Lookin good bud. Talk about ur bike being stable. I knkw how long the xmrs are and with spacer on it you wont be able to flip it worth nothing.


----------



## JPs300 (Mar 23, 2011)

Looks good man!


----------



## Polaris425 (Dec 16, 2004)

very nice!


----------



## CumminsPower24 (Jul 8, 2011)

Good looking bike. How hard is it to steer with the wides up front?


----------



## Shrek (Oct 4, 2011)

CumminsPower24 said:


> Good looking bike. How hard is it to steer with the wides up front?

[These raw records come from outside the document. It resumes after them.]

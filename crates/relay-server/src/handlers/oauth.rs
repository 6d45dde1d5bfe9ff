//! `GET /oauth/{server}/authorize` and `GET /oauth/{server}/callback`
//! (spec §4.5, §6.1): the redirect-based half of the OAuth Broker that a
//! human in a browser, rather than an MCP server, drives directly.

use std::sync::Arc;

use axum::extract::{Path, Query, State};
use axum::http::{HeaderMap, StatusCode};
use axum::response::{Html, IntoResponse, Redirect};
use relay_core::ids::UserId;
use relay_mcp::{McpServerConfig, Transport};
use relay_oauth::AuthorizationParams;
use serde::Deserialize;

use crate::app::AppState;
use crate::error::ApiError;

fn authorization_params(state: &AppState, server: &McpServerConfig) -> Result<AuthorizationParams, ApiError> {
    let auth_server = server
        .oauth
        .auth_server
        .clone()
        .ok_or_else(|| ApiError::new(StatusCode::BAD_REQUEST, format!("server {} has no oauth configuration", server.name)))?;
    let scopes = server.oauth.scopes.clone().unwrap_or_default();
    let client_id = server
        .oauth
        .oauth_client_id
        .clone()
        .ok_or_else(|| ApiError::new(StatusCode::BAD_REQUEST, format!("server {} has no oauth_client_id", server.name)))?;
    let redirect_base = state
        .oauth_redirect_uri
        .clone()
        .ok_or_else(|| ApiError::new(StatusCode::INTERNAL_SERVER_ERROR, "no oauth_redirect_uri configured"))?;

    let server_url = match &server.transport {
        Transport::Http { url, .. } => Some(url.clone()),
        Transport::Stdio { .. } => None,
    };

    Ok(AuthorizationParams {
        server_name: server.name.clone(),
        auth_server,
        scopes,
        redirect_uri: format!("{redirect_base}/oauth/{}/callback", server.name),
        client_id,
        client_secret: server.oauth.oauth_client_secret.clone(),
        server_url,
        canonical_uri: server.oauth.canonical_uri.clone(),
        strict_https: true,
        bind_resource_parameter: true,
    })
}

fn find_server<'a>(state: &'a AppState, name: &str) -> Result<&'a McpServerConfig, ApiError> {
    state
        .mcp_servers
        .iter()
        .find(|s| s.name == name)
        .ok_or_else(|| ApiError::new(StatusCode::NOT_FOUND, format!("no configured mcp server named {name}")))
}

async fn authorize_request(state: &AppState, headers: &HeaderMap) -> Result<UserId, ApiError> {
    let header = headers.get(axum::http::header::AUTHORIZATION).and_then(|v| v.to_str().ok());
    Ok(state.authorizer.authorize_request(header).await?)
}

pub async fn authorize(
    State(state): State<Arc<AppState>>,
    Path(server): Path<String>,
    headers: HeaderMap,
) -> Result<Redirect, ApiError> {
    let user_id = authorize_request(&state, &headers).await?;
    let server_config = find_server(&state, &server)?;
    let params = authorization_params(&state, server_config)?;

    let url = state.oauth.initiate_authorization_flow(&params, &user_id).await?;
    Ok(Redirect::to(&url))
}

#[derive(Debug, Deserialize)]
pub struct CallbackQuery {
    code: String,
    state: String,
}

pub async fn callback(
    State(state): State<Arc<AppState>>,
    Path(server): Path<String>,
    headers: HeaderMap,
    Query(query): Query<CallbackQuery>,
) -> Result<impl IntoResponse, ApiError> {
    let user_id = authorize_request(&state, &headers).await?;
    let server_config = find_server(&state, &server)?;
    let params = authorization_params(&state, server_config)?;

    state.oauth.handle_callback(&query.code, &query.state, &user_id, &params).await?;

    Ok(Html(format!("<html><body><p>Authorization complete for {server}. You may close this window.</p></body></html>")))
}
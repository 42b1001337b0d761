// SPDX-License-Identifier: MIT
// Copyright 2026 Roland Dreier <roland@rolandd.dev>

//! Shared helpers for date/time formatting.

use chrono::{DateTime, Utc};

/// Format a timestamp as "<Month name> <day>", e.g. "April 4".
pub fn format_month_day(date: DateTime<Utc>) -> String {
    date.format("%B %-d").to_string()
}
// SPDX-License-Identifier: MIT
// Copyright 2026 Roland Dreier <roland@rolandd.dev>

//! Workout tracker controller.
//!
//! Handles the core workflow:
//! 1. Restore stored workouts and render them as list rows
//! 2. Look up the user position and load the map (markers for every workout)
//! 3. Map click opens the form, form submission creates a workout
//! 4. New workouts are rendered as marker + list row and the list is saved
//!
//! One tracker exists per application; handlers receive it explicitly.

use crate::config::MapSettings;
use crate::db::{keys, KeyValueStore};
use crate::error::{AppError, Result};
use crate::models::form::{WorkoutForm, WorkoutSubmission};
use crate::models::map::{MapSnapshot, PopupOptions, ViewOptions};
use crate::models::stored::{decode_workouts, encode_workouts};
use crate::models::workout::{Coordinates, Workout};
use crate::services::geolocation::{GeolocationError, GeolocationProvider};
use crate::services::map::{MapProvider, MapWidget};
use crate::services::render::{popup_content, ListView};
use crate::services::validation::validate_submission;
use chrono::{DateTime, Utc};
use std::sync::Arc;

/// External collaborators the tracker is wired to.
#[derive(Clone)]
pub struct TrackerDeps {
    pub store: Arc<dyn KeyValueStore>,
    pub map_provider: Arc<dyn MapProvider>,
    pub geolocation: Arc<dyn GeolocationProvider>,
    pub map_settings: MapSettings,
}

/// Outcome of the one position lookup per session.
#[derive(Debug, Clone, Copy, PartialEq, Eq)]
pub enum PositionState {
    Pending,
    Loaded,
    Failed,
}

/// The application controller.
pub struct Tracker {
    deps: TrackerDeps,
    workouts: Vec<Workout>,
    position: PositionState,
    map: Option<Box<dyn MapWidget>>,
    /// Location of the last map click; where the next workout is placed.
    map_event: Option<Coordinates>,
    form: WorkoutForm,
    list: ListView,
}

impl Tracker {
    /// Create an idle tracker with no history and no map.
    pub fn new(deps: TrackerDeps) -> Self {
        Self {
            deps,
            workouts: Vec::new(),
            position: PositionState::Pending,
            map: None,
            map_event: None,
            form: WorkoutForm::default(),
            list: ListView::default(),
        }
    }

    /// Start the application: restore history, then locate the user and
    /// load the map.
    pub fn start(deps: TrackerDeps) -> Self {
        let mut tracker = Self::new(deps);
        tracker.restore();
        tracker.request_position();
        tracker
    }

    // ─── Map ─────────────────────────────────────────────────────

    fn request_position(&mut self) {
        let outcome = match self.deps.geolocation.current_position() {
            Ok(Some(position)) => self.load_map(position),
            Ok(None) => {
                tracing::debug!("Waiting for the browser to report the position");
                Ok(())
            }
            Err(e) => self.position_failed(e),
        };
        if let Err(e) = outcome {
            tracing::warn!(error = %e, "Position lookup ignored");
        }
    }

    /// Create the map centered on `position` and show every workout on it.
    ///
    /// The position is settled once per session; later reports are
    /// rejected and leave the map as it is.
    pub fn load_map(&mut self, position: Coordinates) -> Result<()> {
        self.settle_position(PositionState::Loaded)?;
        let settings = &self.deps.map_settings;
        let mut map = self
            .deps
            .map_provider
            .create_map(&settings.container_id, position, settings.zoom);
        map.add_tile_layer(&settings.tile_url, &settings.tile_attribution);

        // Restored workouts only get their markers now.
        for workout in &self.workouts {
            place_marker(map.as_mut(), workout);
        }
        self.map = Some(map);

        tracing::info!(
            lat = position.lat,
            lng = position.lng,
            workouts = self.workouts.len(),
            "Map loaded"
        );
        Ok(())
    }

    /// Geolocation failed; the map stays unloaded for the session.
    pub fn position_failed(&mut self, error: GeolocationError) -> Result<()> {
        self.settle_position(PositionState::Failed)?;
        tracing::warn!(error = %error, "Could not get your position");
        Ok(())
    }

    fn settle_position(&mut self, outcome: PositionState) -> Result<()> {
        if self.position != PositionState::Pending {
            return Err(AppError::PositionResolved);
        }
        self.position = outcome;
        Ok(())
    }

    pub fn position_state(&self) -> PositionState {
        self.position
    }

    pub fn is_map_loaded(&self) -> bool {
        self.map.is_some()
    }

    pub fn map_snapshot(&self) -> Option<MapSnapshot> {
        self.map.as_ref().map(|m| m.snapshot())
    }

    /// Place a marker with an open popup for `workout`.
    ///
    /// Skipped while the map is not loaded.
    pub fn render_workout_marker(&mut self, workout: &Workout) {
        match self.map.as_mut() {
            Some(map) => place_marker(map.as_mut(), workout),
            None => tracing::debug!(id = %workout.id, "Map not loaded, marker deferred"),
        }
    }

    // ─── Form ────────────────────────────────────────────────────

    /// Handle a map click: remember the location and open the form.
    pub fn show_form(&mut self, click: Coordinates) -> Result<()> {
        if self.map.is_none() {
            return Err(AppError::MapNotLoaded);
        }
        self.map_event = Some(click);
        self.form.show();
        Ok(())
    }

    /// Clear and hide the form. The next workout needs a new map click.
    pub fn hide_form(&mut self) {
        self.map_event = None;
        self.form.hide();
    }

    /// Workout type changed: swap the cadence and elevation inputs.
    pub fn toggle_variant_field(&mut self) {
        self.form.toggle_variant_field();
    }

    pub fn form(&self) -> &WorkoutForm {
        &self.form
    }

    pub fn submit_workout(&mut self, submission: WorkoutSubmission) -> Result<Workout> {
        self.submit_workout_at(submission, Utc::now())
    }

    /// Validate the form input and record a new workout at the last
    /// clicked location.
    ///
    /// Rejected input leaves the tracker unchanged.
    pub fn submit_workout_at(
        &mut self,
        submission: WorkoutSubmission,
        now: DateTime<Utc>,
    ) -> Result<Workout> {
        let coordinates = self.map_event.ok_or_else(|| {
            AppError::BadRequest("Click on the map to place the workout first".to_string())
        })?;

        let validated = validate_submission(&submission)?;
        let workout = validated.into_workout(coordinates, now);

        tracing::info!(
            id = %workout.id,
            kind = %workout.tag(),
            distance_km = workout.distance_km,
            duration_min = workout.duration_min,
            "Workout created"
        );

        self.workouts.push(workout.clone());
        self.render_workout_marker(&workout);
        self.render_workout(&workout);
        self.hide_form();
        self.save()?;

        Ok(workout)
    }

    // ─── List ────────────────────────────────────────────────────

    /// Add a row for `workout` to the list.
    pub fn render_workout(&mut self, workout: &Workout) {
        self.list.insert_after_form(workout);
    }

    pub fn list(&self) -> &ListView {
        &self.list
    }

    pub fn workouts(&self) -> &[Workout] {
        &self.workouts
    }

    /// Handle a click in the workout list: pan the map to the clicked
    /// workout.
    ///
    /// `row_id` is the `data-id` of the row enclosing the click, if any.
    /// Returns whether the map moved.
    pub fn move_to_popup(&mut self, row_id: Option<&str>) -> Result<bool> {
        let Some(row_id) = row_id else {
            return Ok(false);
        };
        let Some(row) = self.list.row(row_id) else {
            tracing::debug!(row_id, "Click outside the rendered rows");
            return Ok(false);
        };
        let Some(index) = self.workouts.iter().position(|w| w.id == row.id) else {
            tracing::debug!(row_id, "No workout for clicked row");
            return Ok(false);
        };
        let Some(map) = self.map.as_mut() else {
            tracing::debug!(row_id, "Map not loaded, ignoring list click");
            return Ok(false);
        };

        let workout = &mut self.workouts[index];
        map.set_view(
            workout.coordinates,
            self.deps.map_settings.zoom,
            ViewOptions::default(),
        );
        workout.click();
        tracing::debug!(
            id = %workout.id,
            clicks = workout.interaction_count,
            "Moved to workout"
        );

        self.save()?;
        Ok(true)
    }

    // ─── Persistence ─────────────────────────────────────────────

    /// Write all workouts to storage.
    pub fn save(&self) -> Result<()> {
        let blob = encode_workouts(&self.workouts)
            .map_err(|e| AppError::Internal(anyhow::anyhow!("Failed to encode workouts: {}", e)))?;
        self.deps.store.set_item(keys::WORKOUTS, &blob)?;
        tracing::debug!(count = self.workouts.len(), "Workouts saved");
        Ok(())
    }

    /// Load stored workouts and render their list rows.
    ///
    /// Missing, unreadable or corrupt data counts as no history. Markers
    /// are not rendered here; they follow once the map loads.
    pub fn restore(&mut self) -> usize {
        let blob = match self.deps.store.get_item(keys::WORKOUTS) {
            Ok(Some(blob)) => blob,
            Ok(None) => return 0,
            Err(e) => {
                tracing::warn!(error = %e, "Failed to read stored workouts");
                return 0;
            }
        };

        let workouts = match decode_workouts(&blob) {
            Ok(workouts) => workouts,
            Err(e) => {
                tracing::warn!(error = %e, "Ignoring corrupt stored workouts");
                return 0;
            }
        };

        self.list = ListView::default();
        for workout in &workouts {
            self.list.insert_after_form(workout);
        }
        self.workouts = workouts;

        tracing::info!(count = self.workouts.len(), "Workouts restored");
        self.workouts.len()
    }

    /// Delete all stored workouts and start over as if freshly loaded.
    pub fn reset(&mut self) -> Result<()> {
        self.deps.store.remove_item(keys::WORKOUTS)?;
        tracing::info!(discarded = self.workouts.len(), "Tracker reset");
        *self = Self::start(self.deps.clone());
        Ok(())
    }
}

/// Add a marker with an open popup for `workout`.
fn place_marker(map: &mut dyn MapWidget, workout: &Workout) {
    let marker = map.add_marker(workout.coordinates);
    map.bind_popup(
        marker,
        PopupOptions::for_kind(workout.tag()),
        popup_content(workout),
    );
    map.open_popup(marker);
}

I honestly can't tell a difference but I am a big guy (6'5" 290lbs) so that may be why I don't have any trouble lol


----------



## Sanative (May 4, 2011)

Looks great. i may get some of them too..... once i gain some strength back


----------



## Shrek (Oct 4, 2011)

Well I hate to report that the all wide combo (on 6'' wide rim) DOES NOT work on my Outy!!! I was running 2" wheel spacers on ITP ss212's 14x6" rims w/ 31x11x14 Outlaws and my tires rubbed enough (at 2/3's turn) to literally SCARE ME. I rode Saturday night in Crosby and while doing a powerslide on a sandbar (in 2wd) the front left tire actually STOPPED rotating because the lugs had caught on the metal supports under my floorboards!!! If i'd been in 4wd there's no telling what all would've broke at that moment.. :-( So I guess i'll be saving up for a SuperAtv 4" lift and i'll find me another set of 31's at that time; for now I'm trading Bruteman92 for some 30" Moto Monsters tomorrow night. Hope this helps someone


----------